Mijn eerste gedachte was: eigenlijk te gek voor woorden. Het is toch beschamend wanneer kerken zó hun financiële bijdragen bij elkaar moeten bedelen voor de oren van heel Nederland. Mijn tweede gedachte: en wat een geldverspilling als je zulke dure reclameblokjes moet inschakelen. Zulke gedachten kwamen weer bij me boven toen ik in genoemd artikel las dat duizenden vrijwilligers de deuren langs moeten voor de Actie Kerkbalans. Stapels drukwerk…
Vast en vrijwillig
Wat mag dan het kerkverband waarvan ik deel uitmaak dankbaar zijn dat het zo nog niet hoeft. Dat wij werken met een ”vaste vrijwillige bijdrage”. Prachtige term eigenlijk. Die lijkt tegenstrijdig: vast en vrijwillig. Catechisanten struikelen er dan ook onmiddellijk over. Maar ze is niet tegenstrijdig. Deze financiële bijdrage is allereerst vrijwillig. Het gaat niet om kerkelijke belasting, tot op de cent voorgeschreven, afgeperst. Maar als betrokken, dankbaar kerklid geef ik vrijwillig wat van mij verwacht mag worden. Zoals Gods volk dat deed voor de bouw van de tempel (1 Kronieken 29:5b, 6, 9, 17). Tegelijk leg ik mezelf ook vast op deze bijdrage. Het is niet een bevlieging, een spontane gift voor één keer, maar de bijdrage waar de kerk voor het komende jaar vast op rekenen mag. Gezien mijn liefde voor de Heer van de kerk.
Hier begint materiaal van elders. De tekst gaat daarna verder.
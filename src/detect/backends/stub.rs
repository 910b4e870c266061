use anyhow::Result;

use crate::detect::backend::Detector;
use crate::detect::result::{BoundingBox, Detection, ObjectClass};
use crate::frame::Frame;

/// Frames for one full crossing of the frame.
const WALK_PERIOD_FRAMES: u64 = 300;

/// Deterministic synthetic detector for demos and wiring tests.
///
/// Reports one person walking the frame diagonal from top-left to
/// bottom-right, driven purely by the frame sequence number.
pub struct StubDetector {
    confidence: f32,
}

impl StubDetector {
    pub fn new() -> Self {
        Self { confidence: 0.9 }
    }
}

impl Default for StubDetector {
    fn default() -> Self {
        Self::new()
    }
}

impl Detector for StubDetector {
    fn name(&self) -> &'static str {
        "stub"
    }

    fn detect(&mut self, frame: &Frame) -> Result<Vec<Detection>> {
        let width = frame.width as f32;
        let height = frame.height as f32;
        let w = (width * 0.1).max(1.0);
        let h = (height * 0.25).max(1.0);

        let progress = (frame.seq % WALK_PERIOD_FRAMES) as f32 / WALK_PERIOD_FRAMES as f32;
        let x = progress * (width - w).max(0.0);
        let y = progress * (height - h).max(0.0);

        Ok(vec![Detection::new(
            ObjectClass::Person,
            self.confidence,
            BoundingBox::new(x, y, w, h),
        )])
    }
}
#[cfg(test)]
mod tests {
    use super::*;
    use crate::detect::{Detection, Detector};
    use crate::frame::Frame;
    use crate::ingest::{FrameSource, StreamSourceFactory};
    use crate::storage::InMemoryStore;
    use crate::zone::Point;
    use crate::ValidationError;

    fn silent_detectors() -> DetectorRegistry {
        let mut detectors = DetectorRegistry::new();
        detectors.register("none", || {
            let detect = |_: &Frame| -> Result<Vec<Detection>> { Ok(Vec::new()) };
            Ok(Box::new(detect) as Box<dyn Detector>)
        });
        detectors
    }

    fn engine_with(store: Arc<InMemoryStore>) -> Result<Engine> {
        Engine::new(
            store,
            Arc::new(StreamSourceFactory::new(64, 48)),
            &silent_detectors(),
            None,
            EngineOptions::default(),
        )
    }

    fn square() -> Geometry {
        Geometry::rectangle(Point::new(0.0, 0.0), Point::new(10.0, 10.0))
    }

    #[test]
    fn registration_rejects_bad_input() -> Result<()> {
        let engine = engine_with(Arc::new(InMemoryStore::new()))?;
        let err = engine
            .register_camera("cam", "ftp://host/stream", None)
            .unwrap_err();
        assert_eq!(
            err.downcast_ref::<ValidationError>().map(|e| e.field),
            Some("stream_url")
        );
        assert!(engine.register_camera("  ", "stub://a", None).is_err());

        engine.register_camera("a", "stub://a", None)?;
        let err = engine.register_camera("b", "stub://a", None).unwrap_err();
        assert!(err.downcast_ref::<ValidationError>().is_some());
        assert_eq!(engine.list_cameras().len(), 1);
        engine.shutdown();
        Ok(())
    }

    #[test]
    fn zone_upsert_validates_and_swaps_snapshot() -> Result<()> {
        let engine = engine_with(Arc::new(InMemoryStore::new()))?;
        let camera = engine.register_camera("a", "stub://a", None)?;

        let degenerate = Geometry::polygon(vec![Point::new(0.0, 0.0), Point::new(1.0, 1.0)]);
        let err = engine
            .upsert_zone(camera.id, "bad", degenerate, RuleConfig::default())
            .unwrap_err();
        assert_eq!(
            err.downcast_ref::<ValidationError>().map(|e| e.field),
            Some("zone.points")
        );
        assert!(engine.zones(camera.id).map(|z| z.is_empty()).unwrap_or(false));

        let before = engine.zones(camera.id).ok_or_else(|| anyhow!("no zones"))?;
        let zone = engine.upsert_zone(camera.id, "door", square(), RuleConfig::default())?;
        let after = engine.zones(camera.id).ok_or_else(|| anyhow!("no zones"))?;
        assert!(before.is_empty());
        assert_eq!(after.as_slice(), std::slice::from_ref(&zone));

        engine.delete_zone(zone.id)?;
        assert!(engine.delete_zone(zone.id).is_err());
        assert!(engine.zones(camera.id).map(|z| z.is_empty()).unwrap_or(false));

        assert!(engine
            .upsert_zone(CameraId(999), "x", square(), RuleConfig::default())
            .is_err());
        engine.shutdown();
        Ok(())
    }

    #[test]
    fn removal_stops_workers_and_deletes_rows() -> Result<()> {
        let store = Arc::new(InMemoryStore::new());
        let engine = engine_with(store.clone())?;
        let camera = engine.register_camera("a", "stub://a", None)?;
        engine.upsert_zone(camera.id, "door", square(), RuleConfig::default())?;

        engine.remove_camera(camera.id)?;
        assert!(engine.camera_status(camera.id).is_none());
        assert!(store.load_cameras()?.is_empty());
        assert!(store.load_zones(camera.id)?.is_empty());
        assert!(engine.remove_camera(camera.id).is_err());
        assert_eq!(engine.health().status, "idle");
        engine.shutdown();
        Ok(())
    }

    #[test]
    fn start_resumes_persisted_cameras_with_zones() -> Result<()> {
        let store = Arc::new(InMemoryStore::new());
        let camera = store.insert_camera("yard", "stub://yard", None, 5)?;
        store.upsert_zone(camera.id, "fence", &square(), &RuleConfig::default())?;

        let engine = engine_with(store)?;
        engine.start()?;
        assert_eq!(engine.list_cameras(), vec![camera.clone()]);
        assert_eq!(engine.zones(camera.id).map(|z| z.len()), Some(1));
        assert_eq!(engine.health().cameras_total, 1);
        engine.shutdown();
        Ok(())
    }

    #[test]
    fn settings_updates_are_versioned() -> Result<()> {
        let engine = engine_with(Arc::new(InMemoryStore::new()))?;
        let next = PipelineSettings {
            dedup_window_ms: 1_000,
            ..(*engine.settings()).clone()
        };
        assert_eq!(engine.update_settings(next)?, 2);
        assert_eq!(engine.settings().dedup_window_ms, 1_000);
        assert_eq!(engine.health().settings_version, 2);

        let bad = PipelineSettings {
            queue_capacity: 0,
            ..PipelineSettings::default()
        };
        assert!(engine.update_settings(bad).is_err());
        assert_eq!(engine.settings().version, 2);
        Ok(())
    }

    #[test]
    fn offline_camera_reports_error_and_last_error() -> Result<()> {
        struct Refusing;
        impl SourceFactory for Refusing {
            fn open(&self, _camera: &Camera) -> Result<Box<dyn FrameSource>> {
                Err(anyhow!("connection refused"))
            }
        }
        let engine = Engine::new(
            Arc::new(InMemoryStore::new()),
            Arc::new(Refusing),
            &silent_detectors(),
            None,
            EngineOptions::default(),
        )?;
        let camera = engine.register_camera("down", "rtsp://10.0.0.9/live", None)?;

        let deadline = std::time::Instant::now() + Duration::from_secs(5);
        let report = loop {
            let report = engine
                .camera_status(camera.id)
                .ok_or_else(|| anyhow!("camera missing"))?;
            if report.state == CameraState::Error || std::time::Instant::now() > deadline {
                break report;
            }
            std::thread::sleep(Duration::from_millis(10));
        };
        assert_eq!(report.state, CameraState::Error);
        assert!(report
            .last_error
            .as_deref()
            .unwrap_or_default()
            .contains("connection refused"));
        assert_eq!(engine.health().status, "degraded");
        engine.shutdown();
        Ok(())
    }
}
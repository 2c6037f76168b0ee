//! # Pipeline State Module
//!
//! Stati della run e unica funzione di transizione ammessa.
//!
//! ```text
//! Idle -> SourceReady -> Compressed -> Stylizing -> Completed
//!   \__________\______________\____________\-----> Failed
//! ```

use crate::error::{PipelineError, PipelineResult};
use serde::{Deserialize, Serialize};
use tracing::info;

/// Lifecycle of a single stylization run
#[derive(Debug, Clone, Copy, PartialEq, Eq, Hash, Serialize, Deserialize)]
#[serde(rename_all = "snake_case")]
pub enum PipelineState {
    Idle,
    SourceReady,
    Compressed,
    Stylizing,
    Completed,
    Failed,
}

impl PipelineState {
    pub fn is_terminal(self) -> bool {
        matches!(self, Self::Completed | Self::Failed)
    }

    /// Whether `self -> next` is a legal edge
    pub fn can_transition_to(self, next: PipelineState) -> bool {
        use PipelineState::*;
        match (self, next) {
            (Idle, SourceReady)
            | (SourceReady, Compressed)
            | (Compressed, Stylizing)
            | (Stylizing, Completed) => true,
            (from, Failed) => !from.is_terminal(),
            _ => false,
        }
    }

    pub fn description(self) -> &'static str {
        match self {
            Self::Idle => "idle",
            Self::SourceReady => "source ready",
            Self::Compressed => "compressed",
            Self::Stylizing => "stylizing",
            Self::Completed => "completed",
            Self::Failed => "failed",
        }
    }
}

/// Current state plus the ordered list of states visited in this run
#[derive(Debug, Clone)]
pub struct StateMachine {
    state: PipelineState,
    history: Vec<PipelineState>,
}

impl Default for StateMachine {
    fn default() -> Self {
        Self {
            state: PipelineState::Idle,
            history: vec![PipelineState::Idle],
        }
    }
}

impl StateMachine {
    pub fn new() -> Self {
        Self::default()
    }

    pub fn state(&self) -> PipelineState {
        self.state
    }

    pub fn history(&self) -> &[PipelineState] {
        &self.history
    }

    /// Back to `Idle` with a fresh history
    pub fn reset(&mut self) {
        *self = Self::default();
    }

    /// Move to `next`, rejecting edges outside the lifecycle
    pub fn transition(&mut self, next: PipelineState) -> PipelineResult<()> {
        if !self.state.can_transition_to(next) {
            return Err(PipelineError::InvalidTransition {
                from: self.state,
                to: next,
            });
        }
        info!("Pipeline: {} -> {}", self.state.description(), next.description());
        self.state = next;
        self.history.push(next);
        Ok(())
    }

    /// Enter `Failed` from wherever the run stopped; a terminal run stays put
    pub fn fail(&mut self) {
        if !self.state.is_terminal() {
            info!("Pipeline: {} -> failed", self.state.description());
            self.state = PipelineState::Failed;
            self.history.push(PipelineState::Failed);
        }
    }
}
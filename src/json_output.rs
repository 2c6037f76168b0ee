//! # JSON Output Module
//!
//! Output strutturato in JSON (una riga per evento) per chi pilota la CLI
//! da un altro processo.
//!
//! ## Tipi di messaggi:
//! - `library`: immagini e stili disponibili
//! - `start`: inizio della run
//! - `state`: ogni transizione della state machine
//! - `compressed`: esito della ricodifica di un upload
//! - `preview_error`: errore di uno dei due pannelli di anteprima
//! - `complete`: artifact prodotto
//! - `error`: run terminata in `Failed`

use crate::{
    artifact::StylizationArtifact,
    compressor::CompressionResult,
    pipeline::{PipelineState, RunReport},
};
use serde::{Deserialize, Serialize};
use std::path::PathBuf;

/// Tipo di messaggio JSON
#[derive(Debug, Serialize, Deserialize)]
#[serde(tag = "type")]
pub enum JsonMessage {
    #[serde(rename = "library")]
    Library {
        images: Vec<String>,
        styles: Vec<String>,
    },

    #[serde(rename = "start")]
    Start {
        source: String,
        style: String,
        target_size_kb: u32,
    },

    #[serde(rename = "state")]
    State { state: PipelineState },

    #[serde(rename = "compressed")]
    Compressed {
        original_size: u64,
        compressed_size: u64,
        quality: u8,
        attempts: Vec<u8>,
        within_budget: bool,
    },

    #[serde(rename = "preview_error")]
    PreviewError { pane: String, message: String },

    #[serde(rename = "complete")]
    Complete {
        output_path: PathBuf,
        download_name: String,
        style: String,
        duration_seconds: f64,
    },

    #[serde(rename = "error")]
    Error {
        message: String,
        details: Option<String>,
    },
}

impl JsonMessage {
    /// Emette il messaggio JSON su stdout
    pub fn emit(&self) {
        if let Ok(json) = serde_json::to_string(self) {
            println!("{}", json);
        }
    }

    pub fn library(images: Vec<String>, styles: Vec<String>) -> Self {
        Self::Library { images, styles }
    }

    pub fn start(source: String, style: String, target_size_kb: u32) -> Self {
        Self::Start {
            source,
            style,
            target_size_kb,
        }
    }

    pub fn state(state: PipelineState) -> Self {
        Self::State { state }
    }

    pub fn compressed(original_size: u64, result: &CompressionResult) -> Self {
        Self::Compressed {
            original_size,
            compressed_size: result.achieved_bytes(),
            quality: result.quality,
            attempts: result.attempts.clone(),
            within_budget: result.within_budget(),
        }
    }

    pub fn preview_error(pane: &str, message: String) -> Self {
        Self::PreviewError {
            pane: pane.to_string(),
            message,
        }
    }

    pub fn complete(artifact: &StylizationArtifact, duration_seconds: f64) -> Self {
        Self::Complete {
            output_path: artifact.path.clone(),
            download_name: artifact.download_name(),
            style: artifact.style_id.clone(),
            duration_seconds,
        }
    }

    pub fn error(message: String, details: Option<String>) -> Self {
        Self::Error { message, details }
    }

    /// Terminal message for a finished run
    pub fn from_report(report: &RunReport) -> Self {
        match (&report.artifact, &report.error) {
            (Some(artifact), _) => Self::complete(artifact, report.duration.as_secs_f64()),
            (None, message) => Self::error(
                message.clone().unwrap_or_else(|| "Run did not complete".to_string()),
                Some(format!("state history: {:?}", report.history)),
            ),
        }
    }
}
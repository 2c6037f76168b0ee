//! # Artifact Writer Module
//!
//! Naming deterministico e creazione idempotente delle directory per i
//! risultati della stylization.
//!
//! ## Formato path:
//! ```text
//! {output_dir}/{style_id}-{source_basename}-{YYYYmmdd-HHMMSS}.jpg
//! ```
//!
//! Due run con stesso stile, stesso basename e stesso secondo producono lo
//! stesso path: il secondo sovrascrive il primo senza errori.

use chrono::NaiveDateTime;
use serde::{Deserialize, Serialize};
use std::path::{Path, PathBuf};
use tracing::debug;

/// Second-resolution, lexically sortable timestamp format used in file names
pub const TIMESTAMP_FORMAT: &str = "%Y%m%d-%H%M%S";

/// A persisted stylization result
#[derive(Debug, Clone, PartialEq, Eq, Serialize, Deserialize)]
pub struct StylizationArtifact {
    pub path: PathBuf,
    pub created_at: NaiveDateTime,
    pub style_id: String,
    pub source_basename: String,
}

impl StylizationArtifact {
    /// File name offered when the result is downloaded
    pub fn download_name(&self) -> String {
        format!("stylized-{}", self.source_basename)
    }
}

pub struct ArtifactWriter;

impl ArtifactWriter {
    /// Pure path computation for an output artifact
    pub fn build_output_path(
        output_dir: &Path,
        style_id: &str,
        source_basename: &str,
        timestamp: &NaiveDateTime,
    ) -> PathBuf {
        output_dir.join(format!(
            "{}-{}-{}.jpg",
            style_id,
            source_basename,
            timestamp.format(TIMESTAMP_FORMAT)
        ))
    }

    /// Create `path` and its parents if absent; no-op when it already exists
    pub async fn ensure_dir(path: &Path) -> std::io::Result<()> {
        tokio::fs::create_dir_all(path).await?;
        debug!("Output directory ready: {}", path.display());
        Ok(())
    }
}
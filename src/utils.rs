//! # Utility Functions Module
//!
//! Helpers that keep external command lines readable.

/// Converts any iterable of string-like items into `Vec<String>`.
///
/// # Example
/// ```rust
/// use style_transfer_studio::utils::to_string_vec;
///
/// let args = to_string_vec(["eval", "--cuda", "0"]);
/// assert_eq!(args, vec!["eval", "--cuda", "0"]);
/// ```
pub fn to_string_vec<T, I>(items: I) -> Vec<String>
where
    T: ToString,
    I: IntoIterator<Item = T>,
{
    items.into_iter().map(|item| item.to_string()).collect()
}

/// Builds an argument vector from mixed `Display` items.
///
/// # Example
/// ```rust
/// use style_transfer_studio::args;
///
/// let cuda = 0;
/// let args = args!["eval", "--cuda", cuda];
/// assert_eq!(args, vec!["eval", "--cuda", "0"]);
/// ```
#[macro_export]
macro_rules! args {
    [$($item:expr),* $(,)?] => {
        $crate::utils::to_string_vec([$($item.to_string()),*])
    };
}
//! # Error Types Module
//!
//! Questo modulo definisce tutti i tipi di errore della pipeline di stylization.
//!
//! ## Responsabilità:
//! - Definisce `PipelineError` enum per categorizzare tutti gli errori possibili
//! - Fornisce messaggi leggibili, mostrati così come sono all'utente nello stato `Failed`
//! - Integra con `thiserror` per automatic error conversion
//!
//! ## Categorie di errori:
//! - `ImageDecode`: bytes sorgente non leggibili come immagine
//! - `ImageEncode`: il compressor non riesce a produrre nessun JPEG valido
//! - `ModelLoad`: artifact di stile mancante o corrotto
//! - `Stylization`: errore durante l'inferenza
//! - `Io`: errori di scrittura su filesystem
//! - `Validation`, `UnknownStyle`, `UnknownLibraryImage`: input non validi
//! - `InvalidTransition`: transizione non ammessa della state machine
//! - `Timeout`: stylization oltre il limite configurato
//!
//! ## Esempio:
//! ```rust
//! use style_transfer_studio::PipelineError;
//!
//! let err = PipelineError::ModelLoad("not found".to_string());
//! assert!(err.to_string().contains("not found"));
//! ```

use crate::pipeline::PipelineState;

/// Result alias used across the library
pub type PipelineResult<T> = Result<T, PipelineError>;

/// Custom error types for a stylization run
#[derive(thiserror::Error, Debug)]
pub enum PipelineError {
    #[error("Image decode error: {0}")]
    ImageDecode(String),

    #[error("Image encode error: {0}")]
    ImageEncode(String),

    #[error("Model load error: {0}")]
    ModelLoad(String),

    #[error("Stylization error: {0}")]
    Stylization(String),

    #[error("IO error: {0}")]
    Io(#[from] std::io::Error),

    #[error("Validation error: {0}")]
    Validation(String),

    #[error("Unknown style: {0}")]
    UnknownStyle(String),

    #[error("Unknown library image: {0}")]
    UnknownLibraryImage(String),

    #[error("Invalid pipeline transition: {from:?} -> {to:?}")]
    InvalidTransition { from: PipelineState, to: PipelineState },

    #[error("Stylization timed out after {0} seconds")]
    Timeout(u64),
}

impl PipelineError {
    /// Maps a decoder failure onto `ImageDecode`
    pub fn decode(err: image::ImageError) -> Self {
        Self::ImageDecode(err.to_string())
    }

    /// Maps an encoder failure onto `ImageEncode`
    pub fn encode(err: image::ImageError) -> Self {
        Self::ImageEncode(err.to_string())
    }
}
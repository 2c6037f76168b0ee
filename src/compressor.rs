//! # Adaptive Compressor Module
//!
//! Ricodifica un'immagine in JPEG abbassando progressivamente la qualità
//! finché il risultato non rientra nel budget in KB.
//!
//! ## Strategia:
//! 1. Conversione a RGB 8-bit (il JPEG non supporta alpha)
//! 2. Encode alla `start_quality`, misura dei byte prodotti
//! 3. Se `size_kb <= target_size_kb` ritorna subito
//! 4. Altrimenti qualità -= `step`, fino al floor `min_quality` incluso
//! 5. Se il floor non basta ritorna l'ultimo tentativo (best-effort, non è un errore)
//!
//! ## Esempio:
//! ```rust
//! use style_transfer_studio::compressor::{AdaptiveCompressor, CompressionSettings};
//!
//! let image = image::DynamicImage::new_rgb8(10, 10);
//! let result = AdaptiveCompressor::new(CompressionSettings::default())
//!     .compress(&image, 1024)
//!     .unwrap();
//! assert_eq!(result.quality, 50);
//! ```

use crate::error::{PipelineError, PipelineResult};
use image::codecs::jpeg::JpegEncoder;
use image::DynamicImage;
use serde::{Deserialize, Serialize};
use tracing::{debug, info, warn};

/// Quality schedule of the compressor
#[derive(Debug, Clone, Copy, PartialEq, Eq, Serialize, Deserialize)]
pub struct CompressionSettings {
    pub start_quality: u8,
    pub min_quality: u8,
    pub step: u8,
}

impl Default for CompressionSettings {
    fn default() -> Self {
        Self {
            start_quality: 50,
            min_quality: 30,
            step: 5,
        }
    }
}

impl From<&crate::Config> for CompressionSettings {
    fn from(config: &crate::Config) -> Self {
        Self {
            start_quality: config.start_quality,
            min_quality: config.min_quality,
            step: config.quality_step,
        }
    }
}

impl CompressionSettings {
    fn validate(&self, target_size_kb: u32) -> PipelineResult<()> {
        if target_size_kb == 0 {
            return Err(PipelineError::Validation(
                "Target size must be greater than 0 KB".to_string(),
            ));
        }
        if self.start_quality == 0 || self.start_quality > 100 {
            return Err(PipelineError::Validation(format!(
                "Start quality {} outside 1-100",
                self.start_quality
            )));
        }
        if self.min_quality == 0 || self.min_quality > self.start_quality {
            return Err(PipelineError::Validation(format!(
                "Minimum quality {} outside 1-{}",
                self.min_quality, self.start_quality
            )));
        }
        if self.step == 0 {
            return Err(PipelineError::Validation(
                "Quality step must be greater than 0".to_string(),
            ));
        }
        Ok(())
    }
}

/// A re-encoded JPEG buffer and how it was produced
#[derive(Debug, Clone)]
pub struct CompressionResult {
    /// Encoded JPEG bytes
    pub data: Vec<u8>,
    /// Quality of the returned encoding
    pub quality: u8,
    /// Every quality tried, in order
    pub attempts: Vec<u8>,
    /// Budget the encoding was measured against
    pub target_size_kb: u32,
}

impl CompressionResult {
    pub fn achieved_bytes(&self) -> u64 {
        self.data.len() as u64
    }

    pub fn achieved_size_kb(&self) -> f64 {
        self.data.len() as f64 / 1024.0
    }

    /// True when the encoding fits the budget, false for a floor exit over budget
    pub fn within_budget(&self) -> bool {
        self.achieved_size_kb() <= self.target_size_kb as f64
    }
}

/// Size-bounded JPEG re-encoder
#[derive(Debug, Clone, Copy, Default)]
pub struct AdaptiveCompressor {
    settings: CompressionSettings,
}

impl AdaptiveCompressor {
    pub fn new(settings: CompressionSettings) -> Self {
        Self { settings }
    }

    /// Re-encode `image` so that it fits `target_size_kb`, or return the
    /// floor-quality attempt when no quality in the schedule fits.
    ///
    /// # Errors
    /// - `Validation` for a zero budget or an invalid quality schedule
    /// - `ImageEncode` when the image cannot be encoded at all
    pub fn compress(&self, image: &DynamicImage, target_size_kb: u32) -> PipelineResult<CompressionResult> {
        self.settings.validate(target_size_kb)?;

        let rgb = image.to_rgb8();
        if rgb.width() == 0 || rgb.height() == 0 {
            return Err(PipelineError::ImageEncode(format!(
                "cannot encode a {}x{} image",
                rgb.width(),
                rgb.height()
            )));
        }

        let budget = target_size_kb as f64;
        let mut quality = self.settings.start_quality;
        let mut attempts = Vec::new();

        loop {
            let data = encode_jpeg(&rgb, quality)?;
            attempts.push(quality);
            let size_kb = data.len() as f64 / 1024.0;
            debug!("JPEG attempt at quality {}: {:.1} KB (budget {} KB)", quality, size_kb, target_size_kb);

            if size_kb <= budget {
                info!("Compressed to {:.1} KB at quality {} after {} attempt(s)", size_kb, quality, attempts.len());
                return Ok(CompressionResult { data, quality, attempts, target_size_kb });
            }

            if quality <= self.settings.min_quality {
                warn!(
                    "Quality floor {} reached at {:.1} KB, keeping best-effort encoding over the {} KB budget",
                    quality, size_kb, target_size_kb
                );
                return Ok(CompressionResult { data, quality, attempts, target_size_kb });
            }

            // Clamp so the floor itself is always tried
            quality = quality
                .saturating_sub(self.settings.step)
                .max(self.settings.min_quality);
        }
    }
}

/// One JPEG encode into a fresh buffer
fn encode_jpeg(rgb: &image::RgbImage, quality: u8) -> PipelineResult<Vec<u8>> {
    let mut buffer = Vec::new();
    JpegEncoder::new_with_quality(&mut buffer, quality)
        .encode_image(rgb)
        .map_err(PipelineError::encode)?;
    Ok(buffer)
}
Maar destijds, toen ik die radioreclame hoorde, stokte mijn gemijmer toch een beetje. En dat deed het nu weer. Want ik heb in de gemeenten die ik diende ook wel eens een brief van de Commissie van Beheer in m’n postvak gehad (of in het kerkblad gelezen), met de mededeling dat zij de touwtjes niet meer aan elkaar kon knopen als het financieel zou doorgaan zoals het nu ging. Er was een zorgwekkend begrotingstekort. En daarom de oproep: kijk nog eens naar uw vaste vrijwillige bijdrage.
Actie Wanbalans
Nu is dat op zichzelf nog niet iets om van te schrikken. Zo’n mededeling van de stand van zaken en het verzoek er weer eens een schepje bovenop te doen, zijn heel reëel. Per slot van rekening wordt alles duurder, is de energierekening omhoog gegaan en valt de premie voor de zorgverzekeraar dit jaar weer hoger uit dan vorig jaar. Waarom zou de kerk dan niet iets erbij mogen vragen?
Zorgwekkender wordt het als je een keer met de Commissie van Beheer achter de schermen moet kijken en ziet dat er adressen zijn die helemaal geen bijdrage betalen. Of, gerekend naar hun geschatte inkomen, heel weinig. Gemeenteleden die de last op de schouders van de anderen laten liggen en zelf niet of nauwelijks meedragen. Hoeveel hart heb je dan voor Christus’ gemeente? Voor Christus Zelf? Welke prioriteiten stelt je dan?
Mijn kerkverband doet niet mee aan de Actie Kerkbalans. Wij hoeven dat niet en moeten het ook niet willen. Maar wij kennen helaas wel een wanbalans in de kerk. En bij sommigen misschien zelfs wel een wanbalans in hun leven met de Heer van de kerk. Die kerkleden zouden nu eens in actie moeten komen, in het kader van de ”Actie Wanbalans”. Ook zonder radioreclame zou daar kerkmuziek in zitten.
De auteur is emeritus predikant binnen de Gereformeerde Kerken Nederland (GKN).